> Aim of the exercise
Your job is to report every line of the entries that has "lives".

Top of Data supplied

// Ingestion and query operations over a shared store

use crate::config::Config;
use crate::error::{IngestionError, QueryError};
use crate::ingest::{self, IngestReport};
use crate::projection::{self, Projection};
use crate::query::{Interpreter, QueryFilter};
use crate::shape::{ChartKind, Dataset};
use crate::store::SnapshotStore;
use serde::{Serialize, Serializer};
use std::sync::Arc;
use tracing::{debug, warn};

/// Result of a successful query.
#[derive(Debug, Serialize)]
#[serde(rename_all = "camelCase")]
pub struct QueryResponse {
    pub filter: QueryFilter,
    pub dataset: Dataset,
    /// Non-fatal conditions, such as requested countries matching nothing.
    #[serde(serialize_with = "serialize_messages")]
    pub warnings: Vec<QueryError>,
}

fn serialize_messages<S: Serializer>(
    errors: &[QueryError],
    serializer: S,
) -> Result<S::Ok, S::Error> {
    serializer.collect_seq(errors.iter().map(|e| e.to_string()))
}

/// Entry point for both operations. Cheap to share across threads: every
/// query takes one snapshot handle from the store and works on it alone.
pub struct Service {
    store: Arc<dyn SnapshotStore>,
    config: Config,
    interpreter: Interpreter,
}

impl Service {
    pub fn new(store: Arc<dyn SnapshotStore>, config: Config) -> Self {
        let interpreter = Interpreter::new(&config.query);
        Self {
            store,
            config,
            interpreter,
        }
    }

    /// Normalize `content` and replace the stored snapshot.
    pub fn ingest(&self, content: &[u8]) -> Result<IngestReport, IngestionError> {
        ingest::ingest(self.store.as_ref(), content, &self.config.ingest)
    }

    pub fn interpret(&self, text: &str) -> QueryFilter {
        self.interpreter.interpret(text)
    }

    /// Interpret `text` and apply it to the current snapshot.
    pub fn select(&self, text: &str) -> Result<(QueryFilter, Projection), QueryError> {
        let snapshot = self.store.read()?;
        let filter = self.interpret(text);
        let projection = projection::project(&snapshot, &filter);
        debug!(
            rows = projection.rows.len(),
            years = projection.years.len(),
            "projected snapshot"
        );
        Ok((filter, projection))
    }

    /// Answer a free-text query with a dataset shaped for `kind`.
    pub fn query(&self, text: &str, kind: ChartKind) -> Result<QueryResponse, QueryError> {
        let (filter, projection) = self.select(text)?;

        let warnings: Vec<QueryError> = projection.no_country_match().into_iter().collect();
        for warning in &warnings {
            warn!(%warning, "query warning");
        }

        let dataset = kind.shape(&projection).map_err(|reason| {
            warn!(chart = %kind, %reason, "cannot shape projection");
            QueryError::from(reason)
        })?;

        Ok(QueryResponse {
            filter,
            dataset,
            warnings,
        })
    }
}
// Heuristic matchers over a token stream

use super::lexer::Token;
use std::collections::HashSet;

pub const MIN_YEAR: i32 = 1900;
pub const MAX_YEAR: i32 = 2099;

/// An uppercase ASCII letter followed only by lowercase ASCII letters.
pub fn is_capitalized_word(word: &str) -> bool {
    let mut chars = word.chars();
    match chars.next() {
        Some(first) if first.is_ascii_uppercase() => {}
        _ => return false,
    }
    let rest = chars.as_str();
    !rest.is_empty() && rest.chars().all(|c| c.is_ascii_lowercase())
}

/// Exactly one whitespace character.
fn is_single_space(gap: &str) -> bool {
    let mut chars = gap.chars();
    matches!((chars.next(), chars.next()), (Some(c), None) if c.is_whitespace())
}

fn candidate<'a>(token: Option<&Token<'a>>, ignored: &HashSet<String>) -> Option<&'a str> {
    match token {
        Some(Token::Word(w)) if is_capitalized_word(w) && !ignored.contains(&w.to_lowercase()) => {
            Some(*w)
        }
        _ => None,
    }
}

/// Capitalized words, or pairs of capitalized words separated by a single
/// whitespace character, case-folded and in order of first appearance.
///
/// `ignored` holds lowercase words that never count as capitalized words.
pub fn country_candidates(tokens: &[Token<'_>], ignored: &HashSet<String>) -> Vec<String> {
    let mut found: Vec<String> = Vec::new();
    let mut i = 0;
    while i < tokens.len() {
        let Some(first) = candidate(tokens.get(i), ignored) else {
            i += 1;
            continue;
        };

        let second = match tokens.get(i + 1) {
            Some(Token::Gap(g)) if is_single_space(g) => candidate(tokens.get(i + 2), ignored),
            _ => None,
        };

        let name = match second {
            Some(second) => {
                i += 3;
                format!("{} {}", first, second)
            }
            None => {
                i += 1;
                first.to_string()
            }
        };

        let name = name.to_lowercase();
        if !found.contains(&name) {
            found.push(name);
        }
    }
    found
}

/// Whole four-digit words within [`MIN_YEAR`, `MAX_YEAR`], in order.
pub fn year_candidates(tokens: &[Token<'_>]) -> Vec<i32> {
    tokens
        .iter()
        .filter_map(|token| match token {
            Token::Word(w) if w.len() == 4 && w.bytes().all(|b| b.is_ascii_digit()) => {
                w.parse::<i32>().ok()
            }
            _ => None,
        })
        .filter(|year| (MIN_YEAR..=MAX_YEAR).contains(year))
        .collect()
}

#[cfg(test)]
mod tests {
    use super::*;
    use crate::query::lexer::tokenize;

    fn no_ignored() -> HashSet<String> {
        HashSet::new()
    }

    #[test]
    fn test_is_capitalized_word() {
        assert!(is_capitalized_word("China"));
        assert!(!is_capitalized_word("china"));
        assert!(!is_capitalized_word("USA"));
        assert!(!is_capitalized_word("C"));
        assert!(!is_capitalized_word("McDonald"));
        assert!(!is_capitalized_word("Côte"));
    }

    #[test]
    fn test_single_and_paired_candidates() {
        let tokens = tokenize("Compare United States with China");
        let found = country_candidates(&tokens, &no_ignored());
        assert_eq!(found, vec!["compare united", "states", "china"]);
    }

    #[test]
    fn test_ignored_words_break_pairs() {
        let ignored: HashSet<String> = ["compare".to_string()].into_iter().collect();
        let tokens = tokenize("Compare United States with China");
        let found = country_candidates(&tokens, &ignored);
        assert_eq!(found, vec!["united states", "china"]);
    }

    #[test]
    fn test_pair_requires_single_whitespace() {
        let tokens = tokenize("China  India, Japan");
        let found = country_candidates(&tokens, &no_ignored());
        assert_eq!(found, vec!["china", "india", "japan"]);
    }

    #[test]
    fn test_candidates_deduplicated() {
        let tokens = tokenize("Chad and Chad");
        assert_eq!(country_candidates(&tokens, &no_ignored()), vec!["chad"]);
    }

    #[test]
    fn test_unknown_capitalized_phrase_is_still_candidate() {
        let tokens = tokenize("data for Atlantis");
        assert_eq!(country_candidates(&tokens, &no_ignored()), vec!["atlantis"]);
    }

    #[test]
    fn test_year_candidates_bounds() {
        let tokens = tokenize("1899 1900 2099 2100 20015 2001s 1999");
        assert_eq!(year_candidates(&tokens), vec![1900, 2099, 1999]);
    }

    #[test]
    fn test_year_candidates_keep_order() {
        let tokens = tokenize("from 2015 to 2001");
        assert_eq!(year_candidates(&tokens), vec![2015, 2001]);
    }
}
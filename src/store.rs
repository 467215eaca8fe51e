// Canonical store: single-slot snapshot with atomic replace

use crate::data::{CanonicalRecord, Snapshot};
use crate::error::StoreError;
use std::fs::{self, File};
use std::io::{BufReader, BufWriter, ErrorKind, Write};
use std::path::{Path, PathBuf};
use std::sync::{Arc, Mutex, RwLock};
use tempfile::NamedTempFile;
use tracing::{debug, info, warn};

/// Single-slot snapshot storage.
///
/// `write` fully supersedes the prior snapshot; readers get an `Arc` to one
/// complete snapshot and never see a partial write.
pub trait SnapshotStore: Send + Sync {
    fn read(&self) -> Result<Arc<Snapshot>, StoreError>;
    fn write(&self, snapshot: Snapshot) -> Result<(), StoreError>;
}

/// The committed snapshot slot shared by both store implementations.
#[derive(Debug, Default)]
struct Slot {
    current: RwLock<Option<Arc<Snapshot>>>,
    writer: Mutex<()>,
}

impl Slot {
    fn get(&self) -> Result<Arc<Snapshot>, StoreError> {
        let guard = self.current.read().unwrap_or_else(|e| e.into_inner());
        guard.clone().ok_or(StoreError::NotFound)
    }

    fn swap(&self, snapshot: Arc<Snapshot>) {
        let mut guard = self.current.write().unwrap_or_else(|e| e.into_inner());
        *guard = Some(snapshot);
    }
}

/// In-process store.
#[derive(Debug, Default)]
pub struct MemoryStore {
    slot: Slot,
}

impl MemoryStore {
    pub fn new() -> Self {
        Self::default()
    }
}

impl SnapshotStore for MemoryStore {
    fn read(&self) -> Result<Arc<Snapshot>, StoreError> {
        self.slot.get()
    }

    fn write(&self, snapshot: Snapshot) -> Result<(), StoreError> {
        let _writer = self.slot.writer.lock().unwrap_or_else(|e| e.into_inner());
        self.slot.swap(Arc::new(snapshot));
        Ok(())
    }
}

/// JSON-file store. The record array lives at `path`; the content
/// fingerprint lives next to it in `<path>.sha256`.
#[derive(Debug)]
pub struct FileStore {
    path: PathBuf,
    fingerprint_path: PathBuf,
    slot: Slot,
}

impl FileStore {
    /// Open a store at `path`, loading any snapshot already committed there.
    pub fn open(path: impl Into<PathBuf>) -> Result<Self, StoreError> {
        let path: PathBuf = path.into();
        let mut fingerprint_path = path.clone().into_os_string();
        fingerprint_path.push(".sha256");

        let store = Self {
            path,
            fingerprint_path: fingerprint_path.into(),
            slot: Slot::default(),
        };

        if let Some(snapshot) = store.load()? {
            debug!(path = %store.path.display(), records = snapshot.len(), "loaded snapshot");
            store.slot.swap(Arc::new(snapshot));
        }
        Ok(store)
    }

    fn load(&self) -> Result<Option<Snapshot>, StoreError> {
        let file = match File::open(&self.path) {
            Ok(file) => file,
            Err(e) if e.kind() == ErrorKind::NotFound => return Ok(None),
            Err(e) => return Err(e.into()),
        };
        let records: Vec<CanonicalRecord> = serde_json::from_reader(BufReader::new(file))?;

        let fingerprint = match fs::read_to_string(&self.fingerprint_path) {
            Ok(text) => Some(text.trim().to_string()).filter(|s| !s.is_empty()),
            Err(e) if e.kind() == ErrorKind::NotFound => None,
            Err(e) => return Err(e.into()),
        };
        Ok(Some(Snapshot::new(records, fingerprint)))
    }

    fn directory(&self) -> &Path {
        match self.path.parent() {
            Some(dir) if !dir.as_os_str().is_empty() => dir,
            _ => Path::new("."),
        }
    }

    /// Stage output in a temp file beside `target`, then rename it over
    /// `target`.
    fn commit_file(
        &self,
        target: &Path,
        write: impl FnOnce(&mut dyn Write) -> Result<(), StoreError>,
    ) -> Result<(), StoreError> {
        let tmp = NamedTempFile::new_in(self.directory())?;
        {
            let mut writer = BufWriter::new(tmp.as_file());
            write(&mut writer)?;
            writer.flush()?;
        }
        tmp.as_file().sync_all()?;
        tmp.persist(target).map_err(|e| StoreError::Io(e.error))?;
        Ok(())
    }
}

impl SnapshotStore for FileStore {
    fn read(&self) -> Result<Arc<Snapshot>, StoreError> {
        self.slot.get()
    }

    fn write(&self, mut snapshot: Snapshot) -> Result<(), StoreError> {
        let _writer = self.slot.writer.lock().unwrap_or_else(|e| e.into_inner());

        // A stale fingerprint must never outlive the records it described.
        match fs::remove_file(&self.fingerprint_path) {
            Ok(()) => {}
            Err(e) if e.kind() == ErrorKind::NotFound => {}
            Err(e) => return Err(e.into()),
        }

        self.commit_file(&self.path, |w| {
            serde_json::to_writer_pretty(w, &snapshot.records)?;
            Ok(())
        })?;

        // Records are committed; without a sidecar the next identical ingest
        // simply re-normalizes.
        if let Some(fingerprint) = snapshot.fingerprint.clone() {
            let committed = self.commit_file(&self.fingerprint_path, |w| {
                w.write_all(fingerprint.as_bytes())?;
                Ok(())
            });
            if let Err(e) = committed {
                warn!(
                    path = %self.fingerprint_path.display(),
                    error = %e,
                    "failed to record content fingerprint"
                );
                snapshot.fingerprint = None;
            }
        }

        info!(path = %self.path.display(), records = snapshot.len(), "committed snapshot");
        self.slot.swap(Arc::new(snapshot));
        Ok(())
    }
}
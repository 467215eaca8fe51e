// Canonical record model shared by the normalizer, the store and the query path

use serde::de::{Deserializer, Error as _};
use serde::ser::{SerializeMap, Serializer};
use serde::{Deserialize, Serialize};
use serde_json::{Map, Value};
use sha2::{Digest, Sha256};
use std::collections::{BTreeMap, BTreeSet};

/// One normalized country's year → population mapping.
///
/// Values are either finite numbers or `None`; the constructor and
/// [`CanonicalRecord::set`] turn non-finite inputs into `None`.
#[derive(Debug, Clone, PartialEq)]
pub struct CanonicalRecord {
    country: String,
    values: BTreeMap<i32, Option<f64>>,
}

impl CanonicalRecord {
    pub fn new(country: impl Into<String>) -> Self {
        Self {
            country: country.into(),
            values: BTreeMap::new(),
        }
    }

    pub fn with_values<I>(country: impl Into<String>, values: I) -> Self
    where
        I: IntoIterator<Item = (i32, Option<f64>)>,
    {
        let mut record = Self::new(country);
        for (year, value) in values {
            record.set(year, value);
        }
        record
    }

    pub fn set(&mut self, year: i32, value: Option<f64>) {
        self.values.insert(year, value.filter(|v| v.is_finite()));
    }

    pub fn country(&self) -> &str {
        &self.country
    }

    /// `None` when the year is absent; `Some(None)` when present but null.
    pub fn value(&self, year: i32) -> Option<Option<f64>> {
        self.values.get(&year).copied()
    }

    pub fn years(&self) -> impl Iterator<Item = i32> + '_ {
        self.values.keys().copied()
    }

    fn from_json_object(obj: &Map<String, Value>) -> Result<Self, String> {
        let country = match obj.get("country") {
            Some(Value::String(s)) => s.clone(),
            Some(other) => return Err(format!("'country' must be a string, got {}", other)),
            None => return Err("record is missing the 'country' field".to_string()),
        };

        let mut record = Self::new(country);
        for (key, value) in obj {
            if key == "country" {
                continue;
            }
            let year = parse_year_label(key)
                .ok_or_else(|| format!("unexpected field '{}' in record", key))?;
            let value = match value {
                Value::Null => None,
                Value::Number(n) => n.as_f64(),
                other => return Err(format!("year {} holds a non-numeric value {}", year, other)),
            };
            record.set(year, value);
        }
        Ok(record)
    }
}

impl Serialize for CanonicalRecord {
    fn serialize<S: Serializer>(&self, serializer: S) -> Result<S::Ok, S::Error> {
        let mut map = serializer.serialize_map(Some(self.values.len() + 1))?;
        map.serialize_entry("country", &self.country)?;
        for (year, value) in &self.values {
            map.serialize_entry(&year.to_string(), value)?;
        }
        map.end()
    }
}

impl<'de> Deserialize<'de> for CanonicalRecord {
    fn deserialize<D: Deserializer<'de>>(deserializer: D) -> Result<Self, D::Error> {
        let obj = Map::<String, Value>::deserialize(deserializer)?;
        Self::from_json_object(&obj).map_err(D::Error::custom)
    }
}

/// Parse a column label made entirely of ASCII digits into a year.
pub fn parse_year_label(label: &str) -> Option<i32> {
    if label.is_empty() || !label.bytes().all(|b| b.is_ascii_digit()) {
        return None;
    }
    label.parse().ok()
}

/// A complete, immutable store snapshot.
#[derive(Debug, Clone, PartialEq, Default)]
pub struct Snapshot {
    pub records: Vec<CanonicalRecord>,
    /// SHA-256 of the raw content that produced this snapshot, if known.
    pub fingerprint: Option<String>,
}

impl Snapshot {
    pub fn new(records: Vec<CanonicalRecord>, fingerprint: Option<String>) -> Self {
        Self { records, fingerprint }
    }

    pub fn len(&self) -> usize {
        self.records.len()
    }

    pub fn is_empty(&self) -> bool {
        self.records.is_empty()
    }

    /// Every year present in at least one record, ascending.
    pub fn years(&self) -> Vec<i32> {
        let years: BTreeSet<i32> = self.records.iter().flat_map(|r| r.years()).collect();
        years.into_iter().collect()
    }
}

pub fn fingerprint(content: &[u8]) -> String {
    format!("{:x}", Sha256::digest(content))
}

Bottom of Data supplied

> Answer to this problem
/// JSON-file store. The record array lives at `path`; the content
/// fingerprint lives next to it in `<path>.sha256`.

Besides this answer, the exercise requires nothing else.